Gary Wilmshurst died two days later as his family gathered for his 62nd birthday.
Coroner Ian Smith, in an inquest report on the death released today, said aspects of Wilmshurst's treatment should have been done differently.
He also said the Porirua Accident and Medical Centre, which is a joint venture between the Capital & Coast District Health Board and the Porirua After hours Medical Centre general practitioners, should make clear it was not an accident and emergency department.
And he recommended the facility consider applying the latest Advanced Trauma Life Support Course Manual for Doctors, especially noting the "pitfall" of underestimating the impact of rib fractures, particularly with older patients
His recommendations came in his report on Wilmshurst's death in December, 2011.
Coroner Smith said Wilmshurst fell from a ladder into a rock garden outside his Mana home, and was taken to the medical centre at Kenepuru Hospital in "extreme pain".
He was assessed, seen by a doctor, given a tetanus injection, prescribed pain killers, then sent home.

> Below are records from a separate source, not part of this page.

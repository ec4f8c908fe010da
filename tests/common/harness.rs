//! tests/common/harness.rs
use std::sync::{
    atomic::{AtomicU32, Ordering},
    Arc, Once,
};
use std::time::Duration;
use tracing_subscriber::fmt::format::FmtSpan;

/// Initializes tracing for tests, ensuring it's only done once.
pub fn init_tracing() {
    static TRACING_INIT: Once = Once::new();
    TRACING_INIT.call_once(|| {
        let filter =
            std::env::var("RUST_LOG").unwrap_or_else(|_| "tern_timer=debug".to_string());
        tracing_subscriber::fmt()
            .with_env_filter(filter)
            .with_span_events(FmtSpan::FULL)
            .with_test_writer()
            .init();
    });
}

/// Builds a callback that counts its invocations.
pub fn counter() -> (Arc<AtomicU32>, impl Fn() + Send + 'static) {
    let count = Arc::new(AtomicU32::new(0));
    let captured = count.clone();
    (count, move || {
        captured.fetch_add(1, Ordering::SeqCst);
    })
}

/// Lets spawned tasks (segment sleeps, watchers, aborts) run to quiescence
/// on the current-thread test runtime.
pub async fn settle() {
    for _ in 0..32 {
        tokio::task::yield_now().await;
    }
}

/// Polls a condition under the paused clock, nudging virtual time by one
/// millisecond per attempt. Returns the final verdict after at most 200ms
/// of virtual time.
pub async fn eventually(mut condition: impl FnMut() -> bool) -> bool {
    for _ in 0..200 {
        if condition() {
            return true;
        }
        tokio::time::sleep(Duration::from_millis(1)).await;
    }
    condition()
}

Despite the painkillers, he remained in pain and could barely move, and slept one night in a chair, the report said.
Two days after the fall, when Wilmshurst's family gathered for his 62nd birthday, he returned from the bathroom pale and breathing quickly, so the family called an ambulance.
Before the ambulance and fire crews arrived, the family needed to start CPR, but Wilmshurst died.
Charles Freeman, giving independent advice to the inquest, said a doctor at the centre "seriously underestimated" Wilmshurst's injuries, which were found in an autopsy to be a collapsed lung, bleeding in the chest, and eight fractured ribs – most of them likely to have been caused in the fall rather than CPR two days later.
"The rib fractures were found to be multiple with some penetrating the chest cavity," he said.
"This would have been the cause of the bleeding into the chest cavity and with his lung collapsing, which can occur some hours or days after the original injury."
These issues could lead to heart attack, he said.
In his finding, Coroner Smith said Wilmshurst died on December 28 from accidently sustaining a blunt force chest injury but was also pointed to failings by the centre.
In a separate review of the case, the Health and Disability Commissioner (HDC) had recommended that triage and documentation at the centre needed to be improved.
"I echo these sentiments and I accept that [the centre] have taken steps to rectify that but I do believe it needs to go further," the coroner said.
He agreed with Freeman that Wilmshurst's pulse and respiratory rate should have been recorded when he visited the centre, that not enough time was taken to look into what happened when he fell, and a chest X-ray should have been taken.
While the X-ray might not have shown the broken ribs, it might have and that would have increased Wilmshurst's chances of survival.
The centre needed better signage to tell people it was an accident and medical centre, not an emergency department, Smith said.
A health board spokeswoman said earlier recommendations by the HDC had been implemented.
The HDC report said nursing triage and documentation for patients in similar situations to Wilmshurst's needed to be improved and that people with suspected rib injuries should be given a pamphlet on the issue when they were sent home.